Secondo Istat, nel 2023 la percentuale di occupati irregolari ha ripreso a salire. Eppure tra gli obiettivi del Pnrr concordati con la Commissione europea c’è proprio la riduzione del lavoro nero. Il problema sembra interessare poco agli italiani.
Il lavoro sommerso e il Pnrr
Qualche settimana fa l’Istat ha reso noto che nel 2023, dopo sette anni di ininterrotta riduzione, la percentuale di occupati irregolari ha ripreso a crescere (vedi figura 1). La notizia non ha suscitato alcuna reazione nel dibattito pubblico, forse perché l’aumento è stato piccolo (da 9,7 a 10 per cento), invece avrebbe dovuto preoccupare molto perché una netta riduzione del tasso di irregolarità costituisce uno degli obiettivi del Pnrr concordati con la Commissione europea.
Figura 1

L’Italia tradizionalmente detiene il record del lavoro nero tra i paesi dell’Europa occidentale con percentuali che superano di oltre 2,5 volte la Germania e l’Olanda, per richiamare l’unica stima comparativa affidabile (si veda il mio articolo “Fotografia del lavoro nero in Italia” nel numero di gennaio 2025 di eco). Si comprende perciò perché tra le raccomandazioni specifiche per il nostro paese in ambito Pnrr è stata inclusa la richiesta di ridurre di ben 2 punti percentuali il tasso di irregolarità entro il primo semestre del 2026.
Un piano finito nel dimenticatoio
Per raggiungere questo obiettivo a febbraio 2022, l’allora ministro del Lavoro Andrea Orlando (governo giallo-rosso) decretò la costituzione di un portale del lavoro sommerso, ove inserire tutti i dati sull’occupazione irregolare e sui risultati delle attività di vigilanza. Istituì anche un (pletorico) Tavolo tecnico per formulare proposte per combattere l’occupazione irregolare, che lavorò largamente immemore dell’insuccesso delle misure adottate negli anni 1999-2002, che pur prevedevano un capillare coinvolgimento delle parti sociali e delle istituzioni locali e forti incentivi alle imprese che avessero aderito alle sanatorie.
A dicembre 2022 il piano venne licenziato dalla ministra del Lavoro del nuovo governo di destra-centro con due significative esclusioni rispetto alle discussioni avvenute nel Tavolo di lavoro: infatti non si accennava alla necessità di una sanatoria (non limitata al lavoro domestico) dei lavoratori immigrati da paesi non Ue, che in passato aveva permesso forti riduzioni del tasso di irregolarità.

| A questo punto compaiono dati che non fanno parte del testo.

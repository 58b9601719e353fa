//! Inline text formatting
//!
//! Converts one logical line (or the merged text of a paragraph) into an HTML
//! fragment. The text is first split into phrases around auto-links and wiki
//! names, then each phrase is resolved in priority order:
//!
//! 1. A phrase that is exactly a wiki name becomes a wiki page link.
//! 2. A phrase that is a complete URL becomes a link, or an image when the
//!    URL points at a `.jpg`, `.jpeg`, `.gif` or `.png` resource.
//! 3. Anything else goes through bracket, decoration and escape resolution.
//!
//! Malformed constructs never fail: they fall back to escaped literal text.

use crate::format::FormatOptions;
use crate::html::{element, empty_tag, end_tag, escape, start_tag};
use once_cell::sync::Lazy;
use regex::Regex;

static WIKI_NAME_TOKEN: Lazy<Regex> =
    Lazy::new(|| Regex::new(r"(?:[A-Z][a-z0-9]+){2,}").expect("valid wiki name pattern"));

static WIKI_NAME: Lazy<Regex> =
    Lazy::new(|| Regex::new(r"^(?:[A-Z][a-z0-9]+){2,}$").expect("valid wiki name pattern"));

static HTTP_SCHEME: Lazy<Regex> =
    Lazy::new(|| Regex::new(r"https?:").expect("valid scheme pattern"));

static HTTP_OR_FILE_SCHEME: Lazy<Regex> =
    Lazy::new(|| Regex::new(r"(?:https?|file):").expect("valid scheme pattern"));

static HTTP_AUTOLINK: Lazy<Regex> =
    Lazy::new(|| Regex::new(r"^https?://.+$").expect("valid autolink pattern"));

static HTTP_OR_FILE_AUTOLINK: Lazy<Regex> =
    Lazy::new(|| Regex::new(r"^(?:https?|file)://.+$").expect("valid autolink pattern"));

const IMAGE_EXTENSIONS: &[&str] = &[".jpg", ".jpeg", ".gif", ".png"];

/// Decoration delimiters in priority order.
const DECORATIONS: &[(&str, &str)] = &[("'''", "strong"), ("''", "em"), ("==", "del")];

/// Returns true when `phrase` consists only of two or more CamelCase segments.
///
/// ```
/// use wiki_babel::inline::is_wiki_name;
///
/// assert!(is_wiki_name("FooBar"));
/// assert!(!is_wiki_name("Foo"));
/// assert!(!is_wiki_name("fooBar"));
/// ```
pub fn is_wiki_name(phrase: &str) -> bool {
    WIKI_NAME.is_match(phrase)
}

/// Translates inline markup into HTML.
#[derive(Debug, Clone, Copy, Default)]
pub struct InlineFormatter {
    options: FormatOptions,
}

impl InlineFormatter {
    pub fn new(options: FormatOptions) -> Self {
        InlineFormatter { options }
    }

    pub fn options(&self) -> FormatOptions {
        self.options
    }

    /// Format a piece of text. Leading and trailing whitespace is dropped.
    pub fn format(&self, text: &str) -> String {
        self.split_phrases(text.trim())
            .into_iter()
            .filter(|phrase| !phrase.trim().is_empty())
            .map(|phrase| self.format_phrase(phrase))
            .collect::<Vec<_>>()
            .join(" ")
    }

    fn scheme_pattern(&self) -> &'static Regex {
        if self.options.allow_file_scheme {
            &HTTP_OR_FILE_SCHEME
        } else {
            &HTTP_SCHEME
        }
    }

    fn autolink_pattern(&self) -> &'static Regex {
        if self.options.allow_file_scheme {
            &HTTP_OR_FILE_AUTOLINK
        } else {
            &HTTP_AUTOLINK
        }
    }

    /// Splits text around URL and wiki name phrases.
    ///
    /// Only the first occurrence of each pattern is considered per round; a
    /// match that does not start a word ends the scan.
    fn split_phrases<'a>(&self, text: &'a str) -> Vec<&'a str> {
        let mut phrases = Vec::new();
        let mut rest = text;
        while let Some((start, end)) = self
            .find_url_phrase(rest)
            .or_else(|| find_wiki_name_phrase(rest))
        {
            phrases.push(rest[..start].trim());
            phrases.push(&rest[start..end]);
            rest = rest[end..].trim();
        }
        phrases.push(rest);
        phrases
    }

    fn find_url_phrase(&self, text: &str) -> Option<(usize, usize)> {
        let start = self.scheme_pattern().find(text)?.start();
        if !starts_word(text, start) {
            return None;
        }
        let end = text[start..]
            .find(' ')
            .map_or(text.len(), |offset| start + offset);
        Some((start, end))
    }

    fn is_outer_link(&self, target: &str) -> bool {
        self.scheme_pattern()
            .find(target)
            .is_some_and(|found| found.start() == 0)
    }

    fn format_phrase(&self, phrase: &str) -> String {
        if is_wiki_name(phrase) {
            wiki_link(phrase, phrase)
        } else if self.autolink_pattern().is_match(phrase) {
            link_or_image(phrase, phrase)
        } else {
            self.format_text(phrase)
        }
    }

    fn format_text(&self, text: &str) -> String {
        self.format_bracket(text)
            .or_else(|| self.format_decoration(text))
            .unwrap_or_else(|| escape(text))
    }

    /// Resolves the first `[[literal|target]]` in `text`.
    fn format_bracket(&self, text: &str) -> Option<String> {
        let start = text.find("[[")?;
        let inner_start = start + 2;
        let end = inner_start + text[inner_start..].find("]]")?;
        let (literal, target) = text[inner_start..end].split_once('|')?;
        if literal.is_empty() {
            return None;
        }

        let anchor = if is_wiki_name(target) {
            wiki_link(target, literal)
        } else if self.is_outer_link(target) {
            link_or_image(target, literal)
        } else {
            return None;
        };

        Some(format!(
            "{}{}{}",
            self.format_text(&text[..start]),
            anchor,
            self.format_text(&text[end + 2..])
        ))
    }

    /// Applies the first decoration whose opening and closing delimiters both
    /// appear in `text`.
    fn format_decoration(&self, text: &str) -> Option<String> {
        DECORATIONS.iter().find_map(|(delimiter, tag)| {
            let start = text.find(delimiter)?;
            let inner_start = start + delimiter.len();
            let end = inner_start + text[inner_start..].find(delimiter)?;
            Some(format!(
                "{}{}{}",
                self.format_text(&text[..start]),
                element(tag, &self.format_text(&text[inner_start..end])),
                self.format_text(&text[end + delimiter.len()..])
            ))
        })
    }
}

fn starts_word(text: &str, start: usize) -> bool {
    start == 0 || text[..start].ends_with(' ')
}

fn find_wiki_name_phrase(text: &str) -> Option<(usize, usize)> {
    let found = WIKI_NAME_TOKEN.find(text)?;
    let ends_word = found.end() == text.len() || text[found.end()..].starts_with(' ');
    (starts_word(text, found.start()) && ends_word).then(|| (found.start(), found.end()))
}

fn is_image_url(url: &str) -> bool {
    match url.rfind('.') {
        Some(pos) if pos > 0 => {
            let extension = url[pos..].to_lowercase();
            IMAGE_EXTENSIONS.contains(&extension.as_str())
        }
        _ => false,
    }
}

fn wiki_link(name: &str, literal: &str) -> String {
    let open = start_tag("a", &[("href", "#"), ("class", "wikiPage"), ("title", name)]);
    format!("{open}{}{}", escape(literal), end_tag("a"))
}

fn link_or_image(url: &str, literal: &str) -> String {
    if is_image_url(url) {
        empty_tag("img", &[("src", url), ("alt", literal), ("title", literal)])
    } else {
        let open = start_tag("a", &[("href", url), ("target", "_blank")]);
        format!("{open}{}{}", escape(literal), end_tag("a"))
    }
}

Le principali misure proposte furono: 1. aumento del 20 per cento delle ispezioni nelle aziende entro fine 2024 grazie alle assunzioni di nuovi ispettori; 2. miglioramento dei dati con il potenziamento del portale e intensa collaborazione con Istat e Banca d’Italia; 3. miglioramento dell’attività di vigilanza, introduzione di strumenti normativi che accrescano la convenienza a intraprendere un percorso di regolarizzazione, sviluppo di una attività di compliance che guidi gli attori economici verso l’adozione dei comportamenti previsti dalla legge, incentivi per le famiglie che usufruiscono del lavoro domestico; 4. campagne pubblicitarie e informative volte a diffondere e sostenere una cultura della legalità; 5. istituzione di una struttura di governance per facilitare l’interazione tra i vari livelli istituzionali e monitorare le diverse fasi di attività.

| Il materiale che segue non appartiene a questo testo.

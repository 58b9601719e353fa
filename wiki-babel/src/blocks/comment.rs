use crate::format::{BlockFormatter, Formatted};
use crate::inline::InlineFormatter;

/// `//` lines are dropped from the output.
#[derive(Debug, Default, Clone, Copy)]
pub struct CommentBlock;

impl BlockFormatter for CommentBlock {
    fn name(&self) -> &str {
        "comment"
    }

    fn description(&self) -> &str {
        "Comment lines starting with '//'"
    }

    fn can_handle(&self, lines: &[&str], index: usize) -> bool {
        lines[index].starts_with("//")
    }

    fn format(&self, _lines: &[&str], index: usize, _inline: &InlineFormatter) -> Formatted {
        Formatted::new("", index + 1)
    }
}
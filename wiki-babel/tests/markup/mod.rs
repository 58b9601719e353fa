//! Markup formatting tests
//!
//! Whole documents through the default block registry, plus properties
//! that must hold for any input.

mod documents;
mod links;
mod properties;
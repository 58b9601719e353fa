//! Error types for formatter and renderer lookups

use std::fmt;

/// Errors that can occur when selecting formatters or renderers.
///
/// The formatting and diff engines themselves are total; these errors only
/// come from name-based lookups at the edges.
#[derive(Debug, Clone, PartialEq)]
pub enum FormatError {
    /// Block formatter not found in registry
    BlockNotFound(String),
    /// Unknown diff rendering style
    UnknownStyle(String),
}

impl fmt::Display for FormatError {
    fn fmt(&self, f: &mut fmt::Formatter<'_>) -> fmt::Result {
        match self {
            FormatError::BlockNotFound(name) => write!(f, "Block formatter '{name}' not found"),
            FormatError::UnknownStyle(name) => write!(f, "Unknown diff style '{name}'"),
        }
    }
}

impl std::error::Error for FormatError {}
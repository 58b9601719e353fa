//! Loading pages from a directory for search.
//!
//! Every file below the directory whose extension is in the configured list
//! becomes a [`Page`]. The page name is the path relative to the directory,
//! without extension and with `/` separators; the title is the text of the
//! first heading line, or the name when the page has no heading.

use std::fs;
use std::io;
use std::path::{Path, PathBuf};
use wiki_babel::search::Page;

pub fn load_pages(dir: &Path, extensions: &[String]) -> io::Result<Vec<Page>> {
    let mut files = Vec::new();
    collect_files(dir, extensions, &mut files)?;
    files.sort();

    let mut pages = Vec::with_capacity(files.len());
    for path in files {
        let content = fs::read_to_string(&path)?;
        let name = page_name(dir, &path);
        let title = page_title(&content).unwrap_or_else(|| name.clone());
        pages.push(Page::new(name, title, content));
    }
    tracing::debug!(dir = %dir.display(), pages = pages.len(), "loaded pages");
    Ok(pages)
}

fn collect_files(dir: &Path, extensions: &[String], files: &mut Vec<PathBuf>) -> io::Result<()> {
    for entry in fs::read_dir(dir)? {
        let entry = entry?;
        let path = entry.path();
        if path.is_dir() {
            collect_files(&path, extensions, files)?;
        } else if path
            .extension()
            .and_then(|ext| ext.to_str())
            .is_some_and(|ext| extensions.iter().any(|wanted| wanted == ext))
        {
            files.push(path);
        }
    }
    Ok(())
}

fn page_name(dir: &Path, path: &Path) -> String {
    path.strip_prefix(dir)
        .unwrap_or(path)
        .with_extension("")
        .to_string_lossy()
        .replace('\\', "/")
}

fn page_title(content: &str) -> Option<String> {
    content
        .lines()
        .filter(|line| line.starts_with('!'))
        .map(|line| line.trim_start_matches('!').trim())
        .find(|title| !title.is_empty())
        .map(str::to_string)
}
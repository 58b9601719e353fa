//! `:term:definition` lists

use crate::format::{BlockFormatter, Formatted};
use crate::html::element;
use crate::inline::InlineFormatter;

#[derive(Debug, Default, Clone, Copy)]
pub struct DefinitionListBlock;

/// Splits `:term:definition` at the first `:` after the leading one.
fn split_entry(line: &str) -> Option<(&str, &str)> {
    line.strip_prefix(':')?.split_once(':')
}

impl BlockFormatter for DefinitionListBlock {
    fn name(&self) -> &str {
        "definition-list"
    }

    fn description(&self) -> &str {
        "Definition lists written as ':term:definition'"
    }

    fn can_handle(&self, lines: &[&str], index: usize) -> bool {
        let line = lines[index];
        line.starts_with(':') && line.rfind(':').is_some_and(|pos| pos > 1)
    }

    fn format(&self, lines: &[&str], mut index: usize, inline: &InlineFormatter) -> Formatted {
        let mut entries = String::new();
        while let Some((term, definition)) = lines.get(index).and_then(|line| split_entry(line)) {
            entries.push_str(&element("dt", &inline.format(term)));
            entries.push_str(&element("dd", &inline.format(definition)));
            index += 1;
        }
        Formatted::new(element("dl", &entries), index)
    }
}
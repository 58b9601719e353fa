//! Whole-document formatting
//!
//! Splits content into lines and walks them with a cursor. Blank lines are
//! skipped; every other line is handed to the first registered block that
//! claims it, and the cursor jumps to where that block ended.

use crate::blocks::is_blank;
use crate::format::FormatOptions;
use crate::inline::InlineFormatter;
use crate::registry::BlockRegistry;

/// Formats wiki markup documents into HTML fragments.
pub struct WikiFormatter {
    registry: BlockRegistry,
    inline: InlineFormatter,
}

impl WikiFormatter {
    /// Formatter with the built-in blocks.
    pub fn new(options: FormatOptions) -> Self {
        Self::with_registry(BlockRegistry::with_defaults(), options)
    }

    pub fn with_registry(registry: BlockRegistry, options: FormatOptions) -> Self {
        WikiFormatter {
            registry,
            inline: InlineFormatter::new(options),
        }
    }

    pub fn registry(&self) -> &BlockRegistry {
        &self.registry
    }

    pub fn format(&self, content: &str) -> String {
        let lines: Vec<&str> = content.lines().collect();
        self.format_lines(&lines)
    }

    pub fn format_lines(&self, lines: &[&str]) -> String {
        let mut html = String::new();
        let mut index = 0;

        while index < lines.len() {
            if is_blank(lines[index]) {
                index += 1;
                continue;
            }
            let Some(block) = self.registry.find(lines, index) else {
                tracing::trace!(line = index, "no block claims line");
                index += 1;
                continue;
            };

            let formatted = block.format(lines, index, &self.inline);
            tracing::trace!(
                block = block.name(),
                start = index,
                end = formatted.next,
                "formatted block"
            );
            debug_assert!(
                formatted.next > index,
                "block '{}' did not advance",
                block.name()
            );
            // a misbehaving custom block must not stall the loop
            index = formatted.next.max(index + 1);
            html.push_str(&formatted.html);
        }

        tracing::debug!(lines = lines.len(), bytes = html.len(), "formatted document");
        html
    }
}

impl Default for WikiFormatter {
    fn default() -> Self {
        Self::new(FormatOptions::default())
    }
}
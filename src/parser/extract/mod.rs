//! One pure extractor per slot. Each reads the shared [`Transcript`] and
//! returns `None` when its pattern does not match.
//!
//! [`Transcript`]: crate::parser::Transcript

pub mod area;
pub mod features;
pub mod price;
pub mod property_type;
pub mod rooms;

Da allora, a parte alcune piccole modifiche normative, in buona misura contraddette dai decreti semplificazione, e alcune direttive contro il caporalato in agricoltura, ben poco è stato attuato, nonostante dettagliati cronoprogrammi più volte modificati e di ardua consultazione. E sul sito del ministero del Lavoro della questione del lavoro nero non vi è più alcuna traccia.
Il portale del lavoro sommerso risulta ancora disperso nelle nebbie dei decreti applicativi e del mancato coordinamento tra gli enti che dovrebbero fornire i dati. La task force “Lavoro sommerso” è stata costituita soltanto nell’aprile 2024 con la presenza solo di funzionari ministeriali e l’assenza di rappresentanti di sindacati e organizzazioni imprenditoriali, il cui ruolo era stato considerato una best practice dalla Commissione europea nella precedente stagione di lotta al lavoro nero.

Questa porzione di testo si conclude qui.